ヒントをばら撒いたら、ちゃんと拾ってきてくれたわ」
「え…わざとだったの?」ヴァネッサが驚いた。
「万が一ヘルメスに報告されても誤魔化せる程度のをね。
アビー…アルドレダやジェシカにわざと口を滑らせてもらってね…。
でも、貴女の侍女が『笛』の仲間だったのは知らなかったわ。本当よ。
貴女を心配している様子に見えたし。」
もし、ヒントに気付かなければ、騙したまま仲間に引きずり込むつもりだったの、と話す。

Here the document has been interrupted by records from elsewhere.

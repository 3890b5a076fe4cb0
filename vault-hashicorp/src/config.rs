//! Vault client settings.

use connector_common::{CircuitBreakerConfig, ConfigError, EnvSource, HttpConfig, RetryConfig};
use secrecy::SecretString;
use std::time::Duration;
use url::Url;

/// Default KV v2 mount path.
pub const DEFAULT_SECRET_PATH: &str = "/v1/secret";
/// Default health endpoint.
pub const DEFAULT_HEALTH_CHECK_PATH: &str = "/v1/sys/health";
/// Default service-account token location.
pub const DEFAULT_K8S_TOKEN_PATH: &str = "/var/run/secrets/kubernetes.io/serviceaccount/token";
/// Smallest accepted token TTL.
pub const MIN_TOKEN_TTL: Duration = Duration::from_secs(5);

/// How the client obtains its Vault token.
#[derive(Debug, Clone)]
pub enum VaultAuth {
    /// A static token.
    Token(SecretString),
    /// Kubernetes service-account login.
    Kubernetes {
        /// Vault role bound to the service account
        role: String,
        /// File holding the service-account JWT
        token_path: String,
    },
}

/// Vault client settings.
#[derive(Debug, Clone)]
pub struct VaultSettings {
    /// Vault server address
    pub url: Url,
    /// Authentication method
    pub auth: VaultAuth,
    /// KV v2 mount path, e.g. `/v1/secret`
    pub secret_path: String,
    /// Health endpoint path
    pub health_check_path: String,
    /// Treat standby nodes as healthy
    pub health_check_standby_ok: bool,
    /// Run the token renewal task
    pub scheduled_token_renew_enabled: bool,
    /// Increment requested on each renewal
    pub token_ttl: Duration,
    /// Renew this long before the token expires
    pub token_renew_buffer: Duration,
    /// How long a previously resolved secret may stand in for an unreachable Vault
    pub fallback_grace_period: Duration,
    /// HTTP transport
    pub http: HttpConfig,
    /// Retry policy
    pub retry: RetryConfig,
    /// Circuit breaker
    pub circuit_breaker: CircuitBreakerConfig,
}

impl VaultSettings {
    /// Settings for token authentication with defaults for everything else.
    #[must_use]
    pub fn new(url: Url, token: SecretString) -> Self {
        Self {
            url,
            auth: VaultAuth::Token(token),
            secret_path: DEFAULT_SECRET_PATH.to_string(),
            health_check_path: DEFAULT_HEALTH_CHECK_PATH.to_string(),
            health_check_standby_ok: false,
            scheduled_token_renew_enabled: true,
            token_ttl: Duration::from_secs(300),
            token_renew_buffer: Duration::from_secs(30),
            fallback_grace_period: Duration::from_secs(300),
            http: HttpConfig::default(),
            retry: RetryConfig::default(),
            circuit_breaker: CircuitBreakerConfig::default(),
        }
    }

    /// Load from the process environment.
    ///
    /// # Errors
    ///
    /// Returns an error when a required variable is missing or a value is
    /// malformed or out of range.
    pub fn from_env() -> Result<Self, ConfigError> {
        Self::from_source(&EnvSource::process())
    }

    /// Load `VAULT_HASHICORP_*` variables from an arbitrary source.
    ///
    /// # Errors
    ///
    /// Returns an error when a required variable is missing or a value is
    /// malformed or out of range.
    pub fn from_source(env: &EnvSource<'_>) -> Result<Self, ConfigError> {
        let url = env.url("VAULT_HASHICORP_URL", None)?;
        let auth = match env.string("VAULT_HASHICORP_AUTH_METHOD", "token").to_ascii_lowercase().as_str() {
            "token" => VaultAuth::Token(SecretString::from(env.required("VAULT_HASHICORP_TOKEN")?)),
            "kubernetes" => VaultAuth::Kubernetes {
                role: env.required("VAULT_HASHICORP_K8S_ROLE")?,
                token_path: env.string("VAULT_HASHICORP_K8S_TOKEN_PATH", DEFAULT_K8S_TOKEN_PATH),
            },
            other => {
                return Err(ConfigError::invalid_value(
                    "VAULT_HASHICORP_AUTH_METHOD",
                    format!("unsupported auth method '{other}'"),
                ));
            }
        };

        let defaults = RetryConfig::default();
        let breaker = CircuitBreakerConfig::default();
        let settings = Self {
            url,
            auth,
            secret_path: env.string("VAULT_HASHICORP_API_SECRET_PATH", DEFAULT_SECRET_PATH),
            health_check_path: env
                .string("VAULT_HASHICORP_API_HEALTH_CHECK_PATH", DEFAULT_HEALTH_CHECK_PATH),
            health_check_standby_ok: env.parse("VAULT_HASHICORP_HEALTH_CHECK_STANDBY_OK", false)?,
            scheduled_token_renew_enabled: env
                .parse("VAULT_HASHICORP_TOKEN_SCHEDULED_RENEW_ENABLED", true)?,
            token_ttl: env.seconds("VAULT_HASHICORP_TOKEN_TTL", 300)?,
            token_renew_buffer: env.seconds("VAULT_HASHICORP_TOKEN_RENEW_BUFFER", 30)?,
            fallback_grace_period: env.seconds("VAULT_HASHICORP_FALLBACK_GRACE_PERIOD", 300)?,
            http: HttpConfig::default().with_timeout(env.seconds("VAULT_HASHICORP_TIMEOUT", 30)?),
            retry: defaults
                .clone()
                .with_max_retries(env.parse("VAULT_HASHICORP_MAX_RETRIES", defaults.max_retries)?),
            circuit_breaker: breaker
                .clone()
                .with_failure_threshold(
                    env.parse("VAULT_HASHICORP_CB_THRESHOLD", breaker.failure_threshold)?,
                )
                .with_timeout(env.seconds("VAULT_HASHICORP_CB_TIMEOUT", breaker.timeout.as_secs())?),
        };
        settings.validate()?;
        Ok(settings)
    }

    /// Check value ranges.
    ///
    /// # Errors
    ///
    /// Returns [`ConfigError::InvalidValue`] for the first value out of range.
    pub fn validate(&self) -> Result<(), ConfigError> {
        if self.token_ttl < MIN_TOKEN_TTL {
            return Err(ConfigError::invalid_value(
                "VAULT_HASHICORP_TOKEN_TTL",
                format!("must be at least {}s", MIN_TOKEN_TTL.as_secs()),
            ));
        }
        if self.token_renew_buffer >= self.token_ttl {
            return Err(ConfigError::invalid_value(
                "VAULT_HASHICORP_TOKEN_RENEW_BUFFER",
                "must be smaller than the token TTL",
            ));
        }
        if self.http.timeout.is_zero() {
            return Err(ConfigError::invalid_value(
                "VAULT_HASHICORP_TIMEOUT",
                "must be greater than zero",
            ));
        }
        if !self.secret_path.starts_with('/') {
            return Err(ConfigError::invalid_value(
                "VAULT_HASHICORP_API_SECRET_PATH",
                "must start with '/'",
            ));
        }
        Ok(())
    }

    /// Set the authentication method.
    #[must_use]
    pub fn with_auth(mut self, auth: VaultAuth) -> Self {
        self.auth = auth;
        self
    }

    /// Set the KV mount path.
    #[must_use]
    pub fn with_secret_path(mut self, path: impl Into<String>) -> Self {
        self.secret_path = path.into();
        self
    }

    /// Accept standby nodes as healthy.
    #[must_use]
    pub const fn with_health_check_standby_ok(mut self, ok: bool) -> Self {
        self.health_check_standby_ok = ok;
        self
    }

    /// Set token TTL and renew buffer.
    #[must_use]
    pub const fn with_token_renewal(mut self, ttl: Duration, renew_buffer: Duration) -> Self {
        self.token_ttl = ttl;
        self.token_renew_buffer = renew_buffer;
        self
    }

    /// Enable or disable the renewal task.
    #[must_use]
    pub const fn with_scheduled_token_renew(mut self, enabled: bool) -> Self {
        self.scheduled_token_renew_enabled = enabled;
        self
    }

    /// Set the fallback grace period.
    #[must_use]
    pub const fn with_fallback_grace_period(mut self, grace_period: Duration) -> Self {
        self.fallback_grace_period = grace_period;
        self
    }

    /// Set the request timeout.
    #[must_use]
    pub fn with_timeout(mut self, timeout: Duration) -> Self {
        self.http = self.http.with_timeout(timeout);
        self
    }

    /// Set the retry configuration.
    #[must_use]
    pub fn with_retry(mut self, retry: RetryConfig) -> Self {
        self.retry = retry;
        self
    }

    /// Set the circuit breaker configuration.
    #[must_use]
    pub fn with_circuit_breaker(mut self, config: CircuitBreakerConfig) -> Self {
        self.circuit_breaker = config;
        self
    }
}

「じゃあ、もし私が、お父様側につく、と話してたら…どうするつもりだったの?」
ヴァネッサが恐る恐る聞いてみた。
「私、貴女が好きよ。
デミちゃんにとっても、良い情操教育になっていると思う。
私の大切なデミちゃんを預けても良いかな、とも思ってる」
クラウディアがニコニコと笑いながら言った。
「私も、ヴァネッサの事好きよ。
まだ短い付き合いだけれど、心が読めるせいかしら?
よく気が利くし。
見た目も好みだしね。良い香りがするし」
ジェシカも楽しそうに言った。
「私も貴女の事は好きよ?
パックも貴女の事を好いてるみたい。
心根の優しい人なのね。
クラウやジェシカと違って、性格が捻くれてないし」
ルーナも嬉しそうに言った。
『でも…』3人の声が冷たくなり重なった。
『私達に敵対するなら、貴女もヘルメスも殺すわ』
3人の声が『本気』だったのを視て、ヴァネッサの顔色が一気に青くなった。彼女はベッドに倒れ込んだ。

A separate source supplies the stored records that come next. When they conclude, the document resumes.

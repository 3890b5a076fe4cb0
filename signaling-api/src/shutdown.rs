//! Graceful shutdown.

use std::future::Future;
use std::time::Duration;
use tokio::signal;
use tokio::sync::watch;
use tracing::{error, info, warn};

/// Waits for SIGTERM or SIGINT.
pub async fn wait_for_signal() {
    let ctrl_c = async {
        if let Err(e) = signal::ctrl_c().await {
            error!(error = %e, "Failed to install Ctrl+C handler");
            std::future::pending::<()>().await;
        }
    };

    #[cfg(unix)]
    let terminate = async {
        match signal::unix::signal(signal::unix::SignalKind::terminate()) {
            Ok(mut stream) => {
                stream.recv().await;
            }
            Err(e) => {
                error!(error = %e, "Failed to install SIGTERM handler");
                std::future::pending::<()>().await;
            }
        }
    };

    #[cfg(not(unix))]
    let terminate = std::future::pending::<()>();

    tokio::select! {
        () = ctrl_c => {
            info!("Received Ctrl+C, initiating shutdown");
        }
        () = terminate => {
            info!("Received SIGTERM, initiating shutdown");
        }
    }
}

/// Runs `server` until it stops or `shutdown` resolves.
///
/// Once `shutdown` resolves, `drain` is set and the server gets `timeout` to
/// finish in-flight requests.
///
/// # Errors
///
/// Returns the server's own error. Abandoning a server stuck past `timeout`
/// is not an error.
pub async fn run_with_graceful_shutdown<F, E, S>(
    server: F,
    shutdown: S,
    drain: watch::Sender<bool>,
    timeout: Duration,
) -> Result<(), E>
where
    F: Future<Output = Result<(), E>> + Send,
    E: std::fmt::Display,
    S: Future<Output = ()> + Send,
{
    tokio::pin!(server);

    tokio::select! {
        result = &mut server => {
            log_exit(&result);
            return result;
        }
        () = shutdown => {
            info!("Shutdown signal received");
        }
    }

    let _ = drain.send(true);
    let result = match tokio::time::timeout(timeout, &mut server).await {
        Ok(result) => {
            log_exit(&result);
            result
        }
        Err(_) => {
            warn!(?timeout, "Shutdown timeout reached, dropping open connections");
            Ok(())
        }
    };
    info!("Shutdown complete");
    result
}

fn log_exit<E: std::fmt::Display>(result: &Result<(), E>) {
    match result {
        Ok(()) => info!("Server stopped normally"),
        Err(e) => error!(error = %e, "Server error"),
    }
}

クラウディアがヴァネッサの頭を撫でながら、『笛』の説明をした。
教皇直属の諜報暗殺部隊である事や、ヘルメス枢機卿が人格を乗っ取られていて聖教国に敵対する可能性がある事。
そして、誰が『笛』か、お互いに知らない事。
「お父様を救う事は出来るの…?」
「それをしたいなら、貴女が自分でやるのよ」
「私が…?」
「残念だけれど…『私』も『笛』も、ヘルメスを助けるつもりは無いの」クラウディアは突き放した。
「クラウはヘルメス枢機卿に恨みでもあるの?」
ジェシカが尋ねると、クラウディアは黙ってしまった。
クラウディアの重い沈黙のせいで、皆、口を開く事が出来なかった。